**RECORDS FOR THIS EXERCISE**
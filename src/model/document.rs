//! A shared, editable text document with a debounced highlight pipeline.
//!
//! A `Document` holds two buffers:
//! - `raw_lines`: the text as edited, mutated only by [`Document::edit`]
//! - `styled`: the highlighter's latest complete output, replaced wholesale by
//!   [`Document::refresh`]
//!
//! The styled buffer may lag the raw buffer. Readers always get a complete
//! result (an `Arc` swapped under a short-held mutex) and draw any line whose
//! styled text no longer matches the raw text as plain text.
//!
//! Edits arm a debounce timer; the event loop polls [`Document::take_due_refresh`]
//! and runs the refresh either inline or on the highlight worker thread.

use crate::model::event::{DocumentEvent, TextPosition};
use crate::primitives::highlighter::{Language, LexicalHighlighter, StyledLine};
use crate::services::debounce::{DebounceTimer, DEFAULT_EDIT_DEBOUNCE_MS, DEFAULT_INITIAL_DELAY_MS};
use parking_lot::{Mutex, RwLock};
use std::ops::Range;
use std::path::{Path, PathBuf};
use std::sync::atomic::{AtomicU64, Ordering};
use std::sync::mpsc::{self, Receiver, Sender};
use std::sync::Arc;
use std::time::{Duration, Instant};

/// Highlight scheduling for a document
#[derive(Debug, Clone, Copy, PartialEq, Eq)]
pub struct HighlightTiming {
    /// Quiet period after the last edit before re-highlighting
    pub edit_delay: Duration,
    /// Delay before the first highlight pass after creation
    pub initial_delay: Duration,
    /// When false the timer is never armed and text stays plain
    pub enabled: bool,
}

impl Default for HighlightTiming {
    fn default() -> Self {
        Self {
            edit_delay: Duration::from_millis(DEFAULT_EDIT_DEBOUNCE_MS),
            initial_delay: Duration::from_millis(DEFAULT_INITIAL_DELAY_MS),
            enabled: true,
        }
    }
}

pub struct Document {
    path: PathBuf,
    raw_lines: RwLock<Vec<String>>,
    styled: Mutex<Arc<Vec<StyledLine>>>,
    /// Serialises refresh jobs
    refresh_lock: Mutex<()>,
    /// Detected on the first refresh, then fixed
    grammar: Mutex<Option<Language>>,
    timer: Mutex<DebounceTimer>,
    subscribers: Mutex<Vec<Sender<DocumentEvent>>>,
    version: AtomicU64,
    highlight_generation: AtomicU64,
    highlighter: LexicalHighlighter,
    timing: HighlightTiming,
}

impl std::fmt::Debug for Document {
    fn fmt(&self, f: &mut std::fmt::Formatter<'_>) -> std::fmt::Result {
        f.debug_struct("Document")
            .field("path", &self.path)
            .field("lines", &self.line_count())
            .field("version", &self.version())
            .finish_non_exhaustive()
    }
}

/// Split text into lines on `\n`, dropping a trailing `\r` from each.
/// Always yields at least one (possibly empty) line.
pub fn split_lines(text: &str) -> Vec<String> {
    text.split('\n')
        .map(|l| l.strip_suffix('\r').unwrap_or(l).to_string())
        .collect()
}

/// Byte offset of the `column`-th char, clamped to the end of the line
fn byte_index(line: &str, column: usize) -> usize {
    line.char_indices()
        .nth(column)
        .map(|(i, _)| i)
        .unwrap_or(line.len())
}

impl Document {
    /// Create a document and schedule its first highlight pass
    pub fn new(
        path: impl Into<PathBuf>,
        text: &str,
        highlighter: LexicalHighlighter,
        timing: HighlightTiming,
        now: Instant,
    ) -> Self {
        let raw_lines = split_lines(text);
        let styled: Vec<StyledLine> = raw_lines.iter().map(StyledLine::plain).collect();
        let mut timer = DebounceTimer::new();
        if timing.enabled {
            timer.arm(now, timing.initial_delay);
        }
        Self {
            path: path.into(),
            raw_lines: RwLock::new(raw_lines),
            styled: Mutex::new(Arc::new(styled)),
            refresh_lock: Mutex::new(()),
            grammar: Mutex::new(None),
            timer: Mutex::new(timer),
            subscribers: Mutex::new(Vec::new()),
            version: AtomicU64::new(0),
            highlight_generation: AtomicU64::new(0),
            highlighter,
            timing,
        }
    }

    pub fn path(&self) -> &Path {
        &self.path
    }

    /// File name shown in tab labels
    pub fn file_name(&self) -> String {
        self.path
            .file_name()
            .map(|n| n.to_string_lossy().into_owned())
            .unwrap_or_else(|| self.path.display().to_string())
    }

    /// Number of edits applied so far
    pub fn version(&self) -> u64 {
        self.version.load(Ordering::Acquire)
    }

    /// Number of completed highlight passes
    pub fn highlight_generation(&self) -> u64 {
        self.highlight_generation.load(Ordering::Acquire)
    }

    /// The cached grammar, once the first refresh has run
    pub fn grammar(&self) -> Option<Language> {
        *self.grammar.lock()
    }

    pub fn line_count(&self) -> usize {
        self.raw_lines.read().len()
    }

    /// Length of a line in chars (0 for lines past the end)
    pub fn line_len(&self, index: usize) -> usize {
        self.raw_lines
            .read()
            .get(index)
            .map(|l| l.chars().count())
            .unwrap_or(0)
    }

    pub fn lines(&self) -> Vec<String> {
        self.raw_lines.read().clone()
    }

    pub fn text(&self) -> String {
        self.raw_lines.read().join("\n")
    }

    /// Register a listener for content and highlight notifications
    pub fn subscribe(&self) -> Receiver<DocumentEvent> {
        let (tx, rx) = mpsc::channel();
        self.subscribers.lock().push(tx);
        rx
    }

    fn notify(&self, event: DocumentEvent) {
        // Views that were closed dropped their receiver
        self.subscribers.lock().retain(|tx| tx.send(event).is_ok());
    }

    /// Clamp a position to the current buffer
    pub fn clamp(&self, pos: TextPosition) -> TextPosition {
        let lines = self.raw_lines.read();
        clamp_in(&lines, pos)
    }

    /// Replace the text in `range` with `new_text` and schedule a refresh.
    ///
    /// Positions are clamped to the buffer and the range may be given in
    /// either order. Returns the position just after the inserted text.
    pub fn edit(&self, range: Range<TextPosition>, new_text: &str, now: Instant) -> TextPosition {
        let end_pos = {
            let mut lines = self.raw_lines.write();
            let (a, b) = (clamp_in(&lines, range.start), clamp_in(&lines, range.end));
            let (start, end) = if a <= b { (a, b) } else { (b, a) };

            let first = &lines[start.line];
            let prefix = first[..byte_index(first, start.column)].to_string();
            let last = &lines[end.line];
            let suffix = last[byte_index(last, end.column)..].to_string();

            let pieces = split_lines(new_text);
            let piece_count = pieces.len();
            let mut replacement = Vec::with_capacity(piece_count);
            let mut end_pos = start;
            for (i, piece) in pieces.into_iter().enumerate() {
                let mut line = if i == 0 { prefix.clone() } else { String::new() };
                line.push_str(&piece);
                if i + 1 == piece_count {
                    end_pos = TextPosition::new(start.line + i, line.chars().count());
                    line.push_str(&suffix);
                }
                replacement.push(line);
            }
            lines.splice(start.line..=end.line, replacement);
            end_pos
        };

        self.version.fetch_add(1, Ordering::AcqRel);
        if self.timing.enabled {
            self.timer.lock().arm(now, self.timing.edit_delay);
        }
        tracing::trace!(
            "edit applied to {}, refresh deferred {:?}",
            self.path.display(),
            self.timing.edit_delay
        );
        self.notify(DocumentEvent::ContentsChanged);
        end_pos
    }

    /// When the pending refresh becomes due, if one is pending
    pub fn refresh_deadline(&self) -> Option<Instant> {
        self.timer.lock().deadline()
    }

    /// Returns true (once) when the debounce deadline has passed
    pub fn take_due_refresh(&self, now: Instant) -> bool {
        self.timer.lock().take_due(now)
    }

    /// Re-highlight the whole document and publish the result.
    ///
    /// Safe to call from any thread. Concurrent calls run one after the other.
    pub fn refresh(&self) {
        let guard = self.refresh_lock.lock();

        let text = self.raw_lines.read().join("\n");
        // Only refresh writes the grammar, and refreshes are serialised
        let cached = *self.grammar.lock();
        let language = match cached {
            Some(language) => language,
            None => {
                let detected = self.highlighter.detect_grammar(&self.path, &text);
                *self.grammar.lock() = Some(detected);
                detected
            }
        };

        let mut styled = self.highlighter.highlight(&text, language);
        {
            // Lines added while tokenizing show up unstyled until the next pass
            let current = self.raw_lines.read();
            if styled.len() < current.len() {
                styled.extend(current[styled.len()..].iter().map(StyledLine::plain));
            }
        }

        *self.styled.lock() = Arc::new(styled);
        self.highlight_generation.fetch_add(1, Ordering::AcqRel);
        drop(guard);

        tracing::debug!(
            "highlighted {} as {}",
            self.path.display(),
            language.name()
        );
        self.notify(DocumentEvent::HighlightUpdated);
    }

    /// The latest complete highlight result
    pub fn styled_snapshot(&self) -> Arc<Vec<StyledLine>> {
        self.styled.lock().clone()
    }

    /// Lines ready for display: styled where the highlight result is current,
    /// plain where it is stale or missing.
    pub fn display_lines(&self, range: Range<usize>) -> Vec<StyledLine> {
        let styled = self.styled_snapshot();
        let lines = self.raw_lines.read();
        let end = range.end.min(lines.len());
        let start = range.start.min(end);
        (start..end)
            .map(|i| match styled.get(i) {
                Some(s) if s.matches(&lines[i]) => s.clone(),
                _ => StyledLine::plain(lines[i].as_str()),
            })
            .collect()
    }
}

fn clamp_in(lines: &[String], pos: TextPosition) -> TextPosition {
    let line = pos.line.min(lines.len().saturating_sub(1));
    let len = lines.get(line).map(|l| l.chars().count()).unwrap_or(0);
    TextPosition::new(line, pos.column.min(len))
}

**WORK INSTRUCTION**
Reproduce, exactly as they stand in the data above, the lines from the one that holds "the current buffer" to the one that holds "self.version.fetch_add(1, Ordering::AcqRel);", inclusive.

**WORKED SOLUTION**
    /// Clamp a position to the current buffer
    pub fn clamp(&self, pos: TextPosition) -> TextPosition {
        let lines = self.raw_lines.read();
        clamp_in(&lines, pos)
    }

    /// Replace the text in `range` with `new_text` and schedule a refresh.
    ///
    /// Positions are clamped to the buffer and the range may be given in
    /// either order. Returns the position just after the inserted text.
    pub fn edit(&self, range: Range<TextPosition>, new_text: &str, now: Instant) -> TextPosition {
        let end_pos = {
            let mut lines = self.raw_lines.write();
            let (a, b) = (clamp_in(&lines, range.start), clamp_in(&lines, range.end));
            let (start, end) = if a <= b { (a, b) } else { (b, a) };

            let first = &lines[start.line];
            let prefix = first[..byte_index(first, start.column)].to_string();
            let last = &lines[end.line];
            let suffix = last[byte_index(last, end.column)..].to_string();

            let pieces = split_lines(new_text);
            let piece_count = pieces.len();
            let mut replacement = Vec::with_capacity(piece_count);
            let mut end_pos = start;
            for (i, piece) in pieces.into_iter().enumerate() {
                let mut line = if i == 0 { prefix.clone() } else { String::new() };
                line.push_str(&piece);
                if i + 1 == piece_count {
                    end_pos = TextPosition::new(start.line + i, line.chars().count());
                    line.push_str(&suffix);
                }
                replacement.push(line);
            }
            lines.splice(start.line..=end.line, replacement);
            end_pos
        };

        self.version.fetch_add(1, Ordering::AcqRel);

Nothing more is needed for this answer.